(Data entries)
[Start of section]
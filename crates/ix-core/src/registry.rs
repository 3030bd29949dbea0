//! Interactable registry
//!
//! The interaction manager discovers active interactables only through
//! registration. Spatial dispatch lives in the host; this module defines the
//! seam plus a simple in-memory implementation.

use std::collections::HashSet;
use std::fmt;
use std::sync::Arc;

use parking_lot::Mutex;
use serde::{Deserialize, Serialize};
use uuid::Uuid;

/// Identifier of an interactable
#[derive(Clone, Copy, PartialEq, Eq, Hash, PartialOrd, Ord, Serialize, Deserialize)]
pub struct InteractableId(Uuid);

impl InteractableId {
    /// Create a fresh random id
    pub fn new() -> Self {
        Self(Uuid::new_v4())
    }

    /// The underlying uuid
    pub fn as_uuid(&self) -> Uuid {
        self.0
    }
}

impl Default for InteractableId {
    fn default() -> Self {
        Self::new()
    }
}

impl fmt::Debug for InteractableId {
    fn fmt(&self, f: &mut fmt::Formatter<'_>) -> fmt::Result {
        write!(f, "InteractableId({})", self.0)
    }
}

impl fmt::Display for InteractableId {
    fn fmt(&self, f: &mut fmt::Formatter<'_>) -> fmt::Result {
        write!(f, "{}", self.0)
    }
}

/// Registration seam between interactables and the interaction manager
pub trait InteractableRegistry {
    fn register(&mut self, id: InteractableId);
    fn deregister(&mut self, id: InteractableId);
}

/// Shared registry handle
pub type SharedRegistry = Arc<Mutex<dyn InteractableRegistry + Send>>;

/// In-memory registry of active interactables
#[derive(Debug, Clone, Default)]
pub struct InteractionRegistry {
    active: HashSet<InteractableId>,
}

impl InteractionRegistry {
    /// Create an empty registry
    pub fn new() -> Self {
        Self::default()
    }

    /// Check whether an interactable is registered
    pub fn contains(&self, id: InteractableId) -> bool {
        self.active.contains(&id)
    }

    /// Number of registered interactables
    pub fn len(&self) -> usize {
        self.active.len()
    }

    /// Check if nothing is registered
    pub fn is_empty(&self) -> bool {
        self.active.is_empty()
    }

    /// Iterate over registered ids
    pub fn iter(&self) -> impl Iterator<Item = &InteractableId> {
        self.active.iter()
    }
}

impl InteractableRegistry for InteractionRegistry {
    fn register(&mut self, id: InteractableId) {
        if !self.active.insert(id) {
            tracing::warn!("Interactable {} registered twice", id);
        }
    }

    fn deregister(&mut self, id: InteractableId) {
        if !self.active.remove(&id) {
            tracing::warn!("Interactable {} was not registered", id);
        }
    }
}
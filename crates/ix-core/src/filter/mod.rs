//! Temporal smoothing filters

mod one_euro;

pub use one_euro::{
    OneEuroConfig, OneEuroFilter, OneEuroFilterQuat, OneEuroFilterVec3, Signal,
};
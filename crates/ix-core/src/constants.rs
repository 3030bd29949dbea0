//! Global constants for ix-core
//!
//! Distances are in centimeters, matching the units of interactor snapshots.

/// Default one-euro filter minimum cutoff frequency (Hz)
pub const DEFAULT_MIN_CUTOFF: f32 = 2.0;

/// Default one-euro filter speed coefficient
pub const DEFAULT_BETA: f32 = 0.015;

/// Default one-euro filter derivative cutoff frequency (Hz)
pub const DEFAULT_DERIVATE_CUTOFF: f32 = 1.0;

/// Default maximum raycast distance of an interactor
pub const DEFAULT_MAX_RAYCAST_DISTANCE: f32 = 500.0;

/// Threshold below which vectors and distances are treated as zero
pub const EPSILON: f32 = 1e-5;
[End of section]
> _Exercise_:
Write out the data above once more, exactly as it stands.

> _Exercise response_:
filename crates/ix-core/src/registry.rs
repository 3030bd29949dbea0
//! Interactable registry
//!
//! The interaction manager discovers active interactables only through
//! registration. Spatial dispatch lives in the host; this module defines the
//! seam plus a simple in-memory implementation.

use std::collections::HashSet;
use std::fmt;
use std::sync::Arc;

use parking_lot::Mutex;
use serde::{Deserialize, Serialize};
use uuid::Uuid;

/// Identifier of an interactable
#[derive(Clone, Copy, PartialEq, Eq, Hash, PartialOrd, Ord, Serialize, Deserialize)]
pub struct InteractableId(Uuid);

impl InteractableId {
    /// Create a fresh random id
    pub fn new() -> Self {
        Self(Uuid::new_v4())
    }

    /// The underlying uuid
    pub fn as_uuid(&self) -> Uuid {
        self.0
    }
}

impl Default for InteractableId {
    fn default() -> Self {
        Self::new()
    }
}

impl fmt::Debug for InteractableId {
    fn fmt(&self, f: &mut fmt::Formatter<'_>) -> fmt::Result {
        write!(f, "InteractableId({})", self.0)
    }
}

impl fmt::Display for InteractableId {
    fn fmt(&self, f: &mut fmt::Formatter<'_>) -> fmt::Result {
        write!(f, "{}", self.0)
    }
}

/// Registration seam between interactables and the interaction manager
pub trait InteractableRegistry {
    fn register(&mut self, id: InteractableId);
    fn deregister(&mut self, id: InteractableId);
}

/// Shared registry handle
pub type SharedRegistry = Arc<Mutex<dyn InteractableRegistry + Send>>;

/// In-memory registry of active interactables
#[derive(Debug, Clone, Default)]
pub struct InteractionRegistry {
    active: HashSet<InteractableId>,
}

impl InteractionRegistry {
    /// Create an empty registry
    pub fn new() -> Self {
        Self::default()
    }

    /// Check whether an interactable is registered
    pub fn contains(&self, id: InteractableId) -> bool {
        self.active.contains(&id)
    }

    /// Number of registered interactables
    pub fn len(&self) -> usize {
        self.active.len()
    }

    /// Check if nothing is registered
    pub fn is_empty(&self) -> bool {
        self.active.is_empty()
    }

    /// Iterate over registered ids
    pub fn iter(&self) -> impl Iterator<Item = &InteractableId> {
        self.active.iter()
    }
}

impl InteractableRegistry for InteractionRegistry {
    fn register(&mut self, id: InteractableId) {
        if !self.active.insert(id) {
            tracing::warn!("Interactable {} registered twice", id);
        }
    }

    fn deregister(&mut self, id: InteractableId) {
        if !self.active.remove(&id) {
            tracing::warn!("Interactable {} was not registered", id);
        }
    }
}
filename crates/ix-core/src/filter/mod.rs
//! Temporal smoothing filters

mod one_euro;

pub use one_euro::{
    OneEuroConfig, OneEuroFilter, OneEuroFilterQuat, OneEuroFilterVec3, Signal,
};
filename crates/ix-core/src/constants.rs
repository 3030bd29949dbea0
//! Global constants for ix-core
//!
//! Distances are in centimeters, matching the units of interactor snapshots.

/// Default one-euro filter minimum cutoff frequency (Hz)
pub const DEFAULT_MIN_CUTOFF: f32 = 2.0;

/// Default one-euro filter speed coefficient
pub const DEFAULT_BETA: f32 = 0.015;

/// Default one-euro filter derivative cutoff frequency (Hz)
pub const DEFAULT_DERIVATE_CUTOFF: f32 = 1.0;

/// Default maximum raycast distance of an interactor
pub const DEFAULT_MAX_RAYCAST_DISTANCE: f32 = 500.0;

/// Threshold below which vectors and distances are treated as zero
pub const EPSILON: f32 = 1e-5;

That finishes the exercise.